§ What to produce: If a line in the data holds the string "repeat", list it.

§ Records to process:
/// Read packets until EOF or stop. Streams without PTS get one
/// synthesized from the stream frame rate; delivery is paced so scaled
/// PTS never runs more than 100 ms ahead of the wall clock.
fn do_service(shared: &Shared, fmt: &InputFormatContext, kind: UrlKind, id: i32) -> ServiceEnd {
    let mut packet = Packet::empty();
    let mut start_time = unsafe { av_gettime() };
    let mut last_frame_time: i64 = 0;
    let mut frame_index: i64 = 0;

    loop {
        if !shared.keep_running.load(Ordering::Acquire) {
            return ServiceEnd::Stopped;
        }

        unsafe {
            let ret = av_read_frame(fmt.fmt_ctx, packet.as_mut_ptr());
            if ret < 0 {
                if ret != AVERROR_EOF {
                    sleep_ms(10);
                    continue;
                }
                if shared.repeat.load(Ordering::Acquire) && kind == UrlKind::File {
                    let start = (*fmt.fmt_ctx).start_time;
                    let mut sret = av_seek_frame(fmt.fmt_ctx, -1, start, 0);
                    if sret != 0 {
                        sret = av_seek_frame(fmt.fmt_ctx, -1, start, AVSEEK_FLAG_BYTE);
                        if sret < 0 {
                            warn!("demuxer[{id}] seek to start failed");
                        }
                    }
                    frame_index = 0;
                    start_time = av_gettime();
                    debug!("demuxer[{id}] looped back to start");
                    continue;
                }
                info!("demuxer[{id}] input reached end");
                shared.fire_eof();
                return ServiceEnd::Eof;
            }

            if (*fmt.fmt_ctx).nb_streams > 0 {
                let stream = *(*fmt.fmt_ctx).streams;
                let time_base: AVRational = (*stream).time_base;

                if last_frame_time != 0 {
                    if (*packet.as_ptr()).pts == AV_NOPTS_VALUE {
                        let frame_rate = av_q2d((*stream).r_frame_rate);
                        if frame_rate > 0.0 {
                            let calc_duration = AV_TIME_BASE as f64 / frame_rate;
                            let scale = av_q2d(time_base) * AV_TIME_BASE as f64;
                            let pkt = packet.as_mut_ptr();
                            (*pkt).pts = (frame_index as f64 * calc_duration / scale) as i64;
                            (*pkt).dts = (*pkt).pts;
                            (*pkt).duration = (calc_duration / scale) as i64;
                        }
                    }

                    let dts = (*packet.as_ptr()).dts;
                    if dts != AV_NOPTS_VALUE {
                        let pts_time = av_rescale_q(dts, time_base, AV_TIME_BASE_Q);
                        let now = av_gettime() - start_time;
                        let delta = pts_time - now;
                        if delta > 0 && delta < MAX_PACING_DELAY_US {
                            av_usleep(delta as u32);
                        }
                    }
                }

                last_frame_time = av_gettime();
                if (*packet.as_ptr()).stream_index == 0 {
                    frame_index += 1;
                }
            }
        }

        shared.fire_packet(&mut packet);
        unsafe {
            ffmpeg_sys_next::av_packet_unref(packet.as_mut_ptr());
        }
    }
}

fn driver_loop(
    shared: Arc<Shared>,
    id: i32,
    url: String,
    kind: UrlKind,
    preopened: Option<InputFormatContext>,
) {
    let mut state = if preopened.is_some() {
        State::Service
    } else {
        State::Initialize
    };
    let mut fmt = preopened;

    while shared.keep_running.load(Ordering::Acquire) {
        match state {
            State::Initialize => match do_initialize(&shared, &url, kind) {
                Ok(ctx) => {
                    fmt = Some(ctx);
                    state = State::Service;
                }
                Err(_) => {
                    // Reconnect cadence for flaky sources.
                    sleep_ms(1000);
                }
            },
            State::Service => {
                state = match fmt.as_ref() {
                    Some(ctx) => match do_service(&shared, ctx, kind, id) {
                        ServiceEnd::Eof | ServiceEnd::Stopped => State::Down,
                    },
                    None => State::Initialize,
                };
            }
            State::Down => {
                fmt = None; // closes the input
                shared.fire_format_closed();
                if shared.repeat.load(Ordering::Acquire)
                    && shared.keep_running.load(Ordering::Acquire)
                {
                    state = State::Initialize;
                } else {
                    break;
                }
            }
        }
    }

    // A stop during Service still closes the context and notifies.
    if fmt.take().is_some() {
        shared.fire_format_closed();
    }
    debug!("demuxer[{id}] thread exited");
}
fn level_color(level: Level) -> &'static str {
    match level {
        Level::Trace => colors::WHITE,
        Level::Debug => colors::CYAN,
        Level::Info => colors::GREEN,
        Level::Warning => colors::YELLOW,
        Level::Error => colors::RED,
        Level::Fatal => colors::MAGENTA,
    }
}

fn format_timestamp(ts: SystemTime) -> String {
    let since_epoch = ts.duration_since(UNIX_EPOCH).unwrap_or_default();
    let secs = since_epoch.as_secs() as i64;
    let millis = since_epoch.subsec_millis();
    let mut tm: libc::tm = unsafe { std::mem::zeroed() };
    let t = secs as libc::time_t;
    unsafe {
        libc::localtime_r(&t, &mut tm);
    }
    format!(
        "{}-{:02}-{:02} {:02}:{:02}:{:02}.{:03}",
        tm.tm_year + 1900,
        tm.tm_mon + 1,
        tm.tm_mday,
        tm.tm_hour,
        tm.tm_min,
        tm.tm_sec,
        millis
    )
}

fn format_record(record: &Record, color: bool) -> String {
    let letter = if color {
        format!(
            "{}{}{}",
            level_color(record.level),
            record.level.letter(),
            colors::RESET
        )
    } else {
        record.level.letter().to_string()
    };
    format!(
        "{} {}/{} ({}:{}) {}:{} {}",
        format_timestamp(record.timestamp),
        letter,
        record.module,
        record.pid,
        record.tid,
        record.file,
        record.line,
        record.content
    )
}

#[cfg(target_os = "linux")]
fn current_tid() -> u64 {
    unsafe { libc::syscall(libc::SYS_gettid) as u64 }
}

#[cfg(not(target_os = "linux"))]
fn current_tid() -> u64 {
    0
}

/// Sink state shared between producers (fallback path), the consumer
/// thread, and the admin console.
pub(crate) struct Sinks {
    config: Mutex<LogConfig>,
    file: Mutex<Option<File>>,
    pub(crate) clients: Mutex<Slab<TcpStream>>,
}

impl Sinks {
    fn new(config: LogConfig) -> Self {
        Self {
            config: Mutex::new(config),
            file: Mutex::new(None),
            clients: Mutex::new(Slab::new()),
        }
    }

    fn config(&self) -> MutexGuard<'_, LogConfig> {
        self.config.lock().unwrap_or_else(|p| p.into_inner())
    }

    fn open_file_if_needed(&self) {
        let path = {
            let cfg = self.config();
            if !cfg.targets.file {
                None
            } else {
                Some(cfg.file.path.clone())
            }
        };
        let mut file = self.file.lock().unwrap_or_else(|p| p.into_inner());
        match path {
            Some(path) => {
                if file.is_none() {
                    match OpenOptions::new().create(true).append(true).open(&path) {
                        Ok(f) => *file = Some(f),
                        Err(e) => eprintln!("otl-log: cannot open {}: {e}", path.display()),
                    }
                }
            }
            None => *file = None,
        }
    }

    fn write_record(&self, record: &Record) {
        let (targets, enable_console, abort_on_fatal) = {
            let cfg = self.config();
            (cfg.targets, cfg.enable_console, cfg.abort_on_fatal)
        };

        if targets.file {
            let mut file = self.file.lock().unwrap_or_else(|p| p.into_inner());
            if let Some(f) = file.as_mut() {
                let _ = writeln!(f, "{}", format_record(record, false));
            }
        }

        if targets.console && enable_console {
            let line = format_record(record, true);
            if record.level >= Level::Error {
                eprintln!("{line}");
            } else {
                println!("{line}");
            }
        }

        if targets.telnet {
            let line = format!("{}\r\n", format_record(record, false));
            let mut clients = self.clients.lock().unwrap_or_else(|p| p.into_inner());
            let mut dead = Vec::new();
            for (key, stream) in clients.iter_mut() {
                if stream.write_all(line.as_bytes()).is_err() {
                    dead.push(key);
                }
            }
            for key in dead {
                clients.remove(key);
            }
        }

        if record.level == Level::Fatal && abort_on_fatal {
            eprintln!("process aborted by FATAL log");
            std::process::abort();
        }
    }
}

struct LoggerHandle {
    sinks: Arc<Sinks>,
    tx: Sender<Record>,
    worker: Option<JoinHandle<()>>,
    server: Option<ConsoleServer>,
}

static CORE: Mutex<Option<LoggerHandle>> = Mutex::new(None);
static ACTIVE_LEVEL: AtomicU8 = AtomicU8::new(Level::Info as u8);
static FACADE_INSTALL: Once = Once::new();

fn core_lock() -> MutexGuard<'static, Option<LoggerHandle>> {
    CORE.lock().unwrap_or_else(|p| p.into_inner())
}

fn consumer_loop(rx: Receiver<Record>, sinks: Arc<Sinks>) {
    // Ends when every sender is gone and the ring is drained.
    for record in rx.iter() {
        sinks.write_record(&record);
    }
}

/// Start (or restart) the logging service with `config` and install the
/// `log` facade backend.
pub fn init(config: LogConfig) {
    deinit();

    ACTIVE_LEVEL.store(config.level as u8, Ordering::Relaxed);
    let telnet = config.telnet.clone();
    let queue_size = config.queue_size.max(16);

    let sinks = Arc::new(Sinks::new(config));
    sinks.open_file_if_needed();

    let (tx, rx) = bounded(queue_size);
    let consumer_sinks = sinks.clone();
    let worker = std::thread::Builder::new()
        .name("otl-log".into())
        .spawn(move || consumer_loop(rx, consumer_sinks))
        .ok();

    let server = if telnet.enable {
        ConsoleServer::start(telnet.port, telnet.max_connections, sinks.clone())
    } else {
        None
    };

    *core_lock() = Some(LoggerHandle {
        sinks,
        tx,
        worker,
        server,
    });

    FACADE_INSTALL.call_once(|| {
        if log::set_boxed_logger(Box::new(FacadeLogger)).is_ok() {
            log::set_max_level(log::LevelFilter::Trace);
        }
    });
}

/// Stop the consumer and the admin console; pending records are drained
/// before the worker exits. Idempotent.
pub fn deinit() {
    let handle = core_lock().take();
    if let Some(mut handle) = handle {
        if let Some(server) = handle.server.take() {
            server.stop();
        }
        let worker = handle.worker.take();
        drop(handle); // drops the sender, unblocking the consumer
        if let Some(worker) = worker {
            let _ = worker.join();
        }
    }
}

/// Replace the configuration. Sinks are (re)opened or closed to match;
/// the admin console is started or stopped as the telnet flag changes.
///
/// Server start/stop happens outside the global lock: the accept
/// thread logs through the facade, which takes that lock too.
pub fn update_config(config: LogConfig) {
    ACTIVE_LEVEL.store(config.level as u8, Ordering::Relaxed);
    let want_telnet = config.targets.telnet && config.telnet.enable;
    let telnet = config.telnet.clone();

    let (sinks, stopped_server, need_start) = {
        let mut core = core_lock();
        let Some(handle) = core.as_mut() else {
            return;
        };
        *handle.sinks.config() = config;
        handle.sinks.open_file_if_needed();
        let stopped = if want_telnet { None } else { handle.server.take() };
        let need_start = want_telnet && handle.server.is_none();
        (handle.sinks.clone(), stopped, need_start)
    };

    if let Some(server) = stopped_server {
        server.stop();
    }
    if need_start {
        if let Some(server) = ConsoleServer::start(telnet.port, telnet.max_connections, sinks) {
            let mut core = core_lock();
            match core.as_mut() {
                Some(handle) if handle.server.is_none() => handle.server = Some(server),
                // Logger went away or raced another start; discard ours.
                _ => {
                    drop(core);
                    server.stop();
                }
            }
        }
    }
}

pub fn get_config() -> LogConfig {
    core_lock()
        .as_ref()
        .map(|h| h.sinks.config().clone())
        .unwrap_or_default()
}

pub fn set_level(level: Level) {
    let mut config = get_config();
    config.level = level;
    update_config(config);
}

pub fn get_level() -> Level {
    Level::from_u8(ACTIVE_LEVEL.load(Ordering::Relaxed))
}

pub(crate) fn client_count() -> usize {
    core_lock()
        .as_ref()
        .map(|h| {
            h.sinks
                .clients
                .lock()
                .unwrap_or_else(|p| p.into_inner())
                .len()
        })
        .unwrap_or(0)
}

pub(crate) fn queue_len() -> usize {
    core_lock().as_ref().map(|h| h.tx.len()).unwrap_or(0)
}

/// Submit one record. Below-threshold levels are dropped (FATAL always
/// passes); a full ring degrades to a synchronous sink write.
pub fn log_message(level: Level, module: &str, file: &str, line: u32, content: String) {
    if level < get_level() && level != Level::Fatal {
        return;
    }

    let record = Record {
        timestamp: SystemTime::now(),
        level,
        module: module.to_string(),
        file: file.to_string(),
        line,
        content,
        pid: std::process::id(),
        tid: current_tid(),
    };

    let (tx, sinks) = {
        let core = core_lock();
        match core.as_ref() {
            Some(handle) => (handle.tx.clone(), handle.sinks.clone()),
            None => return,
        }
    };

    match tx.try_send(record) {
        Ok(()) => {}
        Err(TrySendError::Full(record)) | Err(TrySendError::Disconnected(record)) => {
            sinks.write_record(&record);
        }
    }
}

...

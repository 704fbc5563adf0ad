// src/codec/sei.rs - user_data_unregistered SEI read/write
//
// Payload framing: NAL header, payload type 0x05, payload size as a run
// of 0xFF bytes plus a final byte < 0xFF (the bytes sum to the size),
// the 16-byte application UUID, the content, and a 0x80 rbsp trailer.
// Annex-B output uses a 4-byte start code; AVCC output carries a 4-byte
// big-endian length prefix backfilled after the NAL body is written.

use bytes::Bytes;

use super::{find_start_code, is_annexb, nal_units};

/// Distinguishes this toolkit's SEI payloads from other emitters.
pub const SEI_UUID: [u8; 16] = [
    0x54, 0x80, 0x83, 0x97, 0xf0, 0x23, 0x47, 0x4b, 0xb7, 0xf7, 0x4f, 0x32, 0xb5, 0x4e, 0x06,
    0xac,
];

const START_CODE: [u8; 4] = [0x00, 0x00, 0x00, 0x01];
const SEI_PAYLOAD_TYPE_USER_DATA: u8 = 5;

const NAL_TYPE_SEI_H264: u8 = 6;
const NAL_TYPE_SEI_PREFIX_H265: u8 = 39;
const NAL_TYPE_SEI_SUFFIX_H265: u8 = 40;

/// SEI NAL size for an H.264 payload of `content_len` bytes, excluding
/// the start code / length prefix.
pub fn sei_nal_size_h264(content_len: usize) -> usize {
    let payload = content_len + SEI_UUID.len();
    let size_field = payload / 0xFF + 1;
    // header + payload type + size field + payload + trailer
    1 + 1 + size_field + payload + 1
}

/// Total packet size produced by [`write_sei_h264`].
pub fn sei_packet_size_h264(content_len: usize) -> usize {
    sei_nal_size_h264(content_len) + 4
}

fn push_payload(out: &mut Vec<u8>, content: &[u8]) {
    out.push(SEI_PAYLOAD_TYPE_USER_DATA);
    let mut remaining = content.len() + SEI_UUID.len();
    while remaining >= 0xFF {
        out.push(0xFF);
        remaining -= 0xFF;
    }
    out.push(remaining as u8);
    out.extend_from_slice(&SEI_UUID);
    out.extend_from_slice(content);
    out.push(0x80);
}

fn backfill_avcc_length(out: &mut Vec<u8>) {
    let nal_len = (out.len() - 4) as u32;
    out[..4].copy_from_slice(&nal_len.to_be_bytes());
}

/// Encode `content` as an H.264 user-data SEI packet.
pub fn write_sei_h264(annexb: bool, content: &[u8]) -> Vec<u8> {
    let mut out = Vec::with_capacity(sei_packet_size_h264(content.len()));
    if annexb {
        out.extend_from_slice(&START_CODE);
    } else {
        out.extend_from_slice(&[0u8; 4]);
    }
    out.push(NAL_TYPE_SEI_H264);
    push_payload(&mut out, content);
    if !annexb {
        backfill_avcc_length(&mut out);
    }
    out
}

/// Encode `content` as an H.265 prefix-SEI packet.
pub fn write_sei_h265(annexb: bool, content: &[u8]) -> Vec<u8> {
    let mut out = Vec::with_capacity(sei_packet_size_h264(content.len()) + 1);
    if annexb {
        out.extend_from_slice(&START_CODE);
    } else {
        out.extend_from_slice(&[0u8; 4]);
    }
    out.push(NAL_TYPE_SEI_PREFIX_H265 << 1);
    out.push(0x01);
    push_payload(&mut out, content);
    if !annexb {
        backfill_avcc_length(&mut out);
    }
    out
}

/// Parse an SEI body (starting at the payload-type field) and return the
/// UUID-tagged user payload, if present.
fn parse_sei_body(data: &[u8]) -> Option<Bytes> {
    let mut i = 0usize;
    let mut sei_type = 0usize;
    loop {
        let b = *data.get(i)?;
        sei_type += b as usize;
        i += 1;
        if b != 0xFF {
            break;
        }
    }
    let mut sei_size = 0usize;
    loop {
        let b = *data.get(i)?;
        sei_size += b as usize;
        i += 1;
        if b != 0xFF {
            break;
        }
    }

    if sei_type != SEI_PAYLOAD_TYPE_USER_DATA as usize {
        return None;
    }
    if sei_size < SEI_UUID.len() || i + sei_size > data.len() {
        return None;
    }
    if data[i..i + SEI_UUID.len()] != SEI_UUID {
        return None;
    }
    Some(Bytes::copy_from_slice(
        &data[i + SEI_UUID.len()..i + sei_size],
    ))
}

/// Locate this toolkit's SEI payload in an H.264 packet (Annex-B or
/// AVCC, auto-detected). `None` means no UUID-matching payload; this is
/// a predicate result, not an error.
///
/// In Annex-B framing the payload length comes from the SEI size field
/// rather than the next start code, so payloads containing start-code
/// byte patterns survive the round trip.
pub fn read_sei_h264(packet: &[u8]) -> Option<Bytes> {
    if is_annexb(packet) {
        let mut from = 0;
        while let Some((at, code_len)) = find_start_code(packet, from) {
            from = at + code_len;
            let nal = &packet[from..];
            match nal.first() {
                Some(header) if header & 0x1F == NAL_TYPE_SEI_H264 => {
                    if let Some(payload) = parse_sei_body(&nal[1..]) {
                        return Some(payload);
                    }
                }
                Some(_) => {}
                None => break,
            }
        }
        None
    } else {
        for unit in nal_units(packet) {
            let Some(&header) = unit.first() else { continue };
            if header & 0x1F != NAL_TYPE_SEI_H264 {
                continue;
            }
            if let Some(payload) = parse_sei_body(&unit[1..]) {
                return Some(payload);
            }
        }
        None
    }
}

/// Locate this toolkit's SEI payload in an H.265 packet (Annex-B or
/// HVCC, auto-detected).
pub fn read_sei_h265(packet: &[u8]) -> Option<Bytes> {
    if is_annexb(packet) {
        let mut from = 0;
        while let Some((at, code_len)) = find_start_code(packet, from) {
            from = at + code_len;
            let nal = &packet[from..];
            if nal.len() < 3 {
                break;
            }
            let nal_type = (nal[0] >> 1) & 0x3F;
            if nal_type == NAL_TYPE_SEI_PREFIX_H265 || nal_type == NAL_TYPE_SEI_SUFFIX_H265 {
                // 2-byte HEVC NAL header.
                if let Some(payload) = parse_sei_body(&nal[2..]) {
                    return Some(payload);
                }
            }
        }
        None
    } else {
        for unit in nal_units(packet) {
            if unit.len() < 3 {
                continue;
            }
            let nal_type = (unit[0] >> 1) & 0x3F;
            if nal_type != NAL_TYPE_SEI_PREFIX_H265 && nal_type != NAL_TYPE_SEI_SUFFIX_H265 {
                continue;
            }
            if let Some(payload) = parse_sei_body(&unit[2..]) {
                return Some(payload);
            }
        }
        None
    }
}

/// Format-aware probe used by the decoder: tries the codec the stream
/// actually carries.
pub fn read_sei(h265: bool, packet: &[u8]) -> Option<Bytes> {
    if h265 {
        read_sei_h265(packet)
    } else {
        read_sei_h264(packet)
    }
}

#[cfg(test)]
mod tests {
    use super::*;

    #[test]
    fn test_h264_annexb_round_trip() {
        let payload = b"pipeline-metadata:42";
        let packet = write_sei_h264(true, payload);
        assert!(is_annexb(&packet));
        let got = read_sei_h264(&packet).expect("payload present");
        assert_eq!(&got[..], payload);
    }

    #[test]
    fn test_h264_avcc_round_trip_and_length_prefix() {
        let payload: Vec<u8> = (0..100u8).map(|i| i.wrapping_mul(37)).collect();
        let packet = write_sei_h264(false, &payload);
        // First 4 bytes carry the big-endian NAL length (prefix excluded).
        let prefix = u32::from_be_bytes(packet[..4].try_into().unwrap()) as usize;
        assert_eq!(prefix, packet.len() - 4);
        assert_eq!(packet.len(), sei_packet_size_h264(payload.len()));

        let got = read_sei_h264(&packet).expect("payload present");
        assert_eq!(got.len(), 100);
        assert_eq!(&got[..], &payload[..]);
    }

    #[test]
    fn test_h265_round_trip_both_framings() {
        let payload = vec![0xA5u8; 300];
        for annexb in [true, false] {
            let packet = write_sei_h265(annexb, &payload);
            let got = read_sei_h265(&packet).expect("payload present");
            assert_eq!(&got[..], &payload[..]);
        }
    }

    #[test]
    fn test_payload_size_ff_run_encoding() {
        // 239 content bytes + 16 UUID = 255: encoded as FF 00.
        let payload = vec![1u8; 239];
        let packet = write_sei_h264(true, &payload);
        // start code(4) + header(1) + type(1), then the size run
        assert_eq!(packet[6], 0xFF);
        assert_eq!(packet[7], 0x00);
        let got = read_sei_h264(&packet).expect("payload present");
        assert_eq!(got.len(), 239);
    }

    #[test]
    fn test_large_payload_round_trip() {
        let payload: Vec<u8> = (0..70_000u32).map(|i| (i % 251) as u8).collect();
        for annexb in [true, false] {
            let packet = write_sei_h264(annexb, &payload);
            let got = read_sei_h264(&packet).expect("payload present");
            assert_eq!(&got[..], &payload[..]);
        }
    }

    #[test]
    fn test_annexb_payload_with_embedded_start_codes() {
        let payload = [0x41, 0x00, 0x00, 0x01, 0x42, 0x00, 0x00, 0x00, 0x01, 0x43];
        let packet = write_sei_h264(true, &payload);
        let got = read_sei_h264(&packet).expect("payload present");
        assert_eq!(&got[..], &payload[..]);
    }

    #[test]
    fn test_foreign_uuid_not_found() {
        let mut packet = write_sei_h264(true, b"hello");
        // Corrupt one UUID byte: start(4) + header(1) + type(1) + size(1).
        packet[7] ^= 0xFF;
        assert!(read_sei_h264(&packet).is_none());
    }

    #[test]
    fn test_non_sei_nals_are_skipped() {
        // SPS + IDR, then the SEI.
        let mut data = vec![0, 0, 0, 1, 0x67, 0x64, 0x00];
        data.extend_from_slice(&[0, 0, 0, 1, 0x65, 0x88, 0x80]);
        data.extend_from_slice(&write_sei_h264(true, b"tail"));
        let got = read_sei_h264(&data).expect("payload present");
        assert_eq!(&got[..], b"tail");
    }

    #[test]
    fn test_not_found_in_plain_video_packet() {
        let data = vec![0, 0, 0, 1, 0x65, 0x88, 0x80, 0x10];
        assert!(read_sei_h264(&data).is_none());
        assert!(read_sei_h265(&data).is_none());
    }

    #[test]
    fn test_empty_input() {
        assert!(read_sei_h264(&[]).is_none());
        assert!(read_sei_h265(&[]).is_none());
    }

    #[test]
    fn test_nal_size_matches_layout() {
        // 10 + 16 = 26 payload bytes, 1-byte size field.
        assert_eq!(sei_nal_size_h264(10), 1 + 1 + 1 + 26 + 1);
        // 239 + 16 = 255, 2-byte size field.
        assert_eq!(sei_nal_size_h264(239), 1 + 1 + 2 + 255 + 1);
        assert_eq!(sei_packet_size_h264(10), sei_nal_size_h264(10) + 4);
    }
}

§ Written solution:
                if shared.repeat.load(Ordering::Acquire) && kind == UrlKind::File {
                if shared.repeat.load(Ordering::Acquire)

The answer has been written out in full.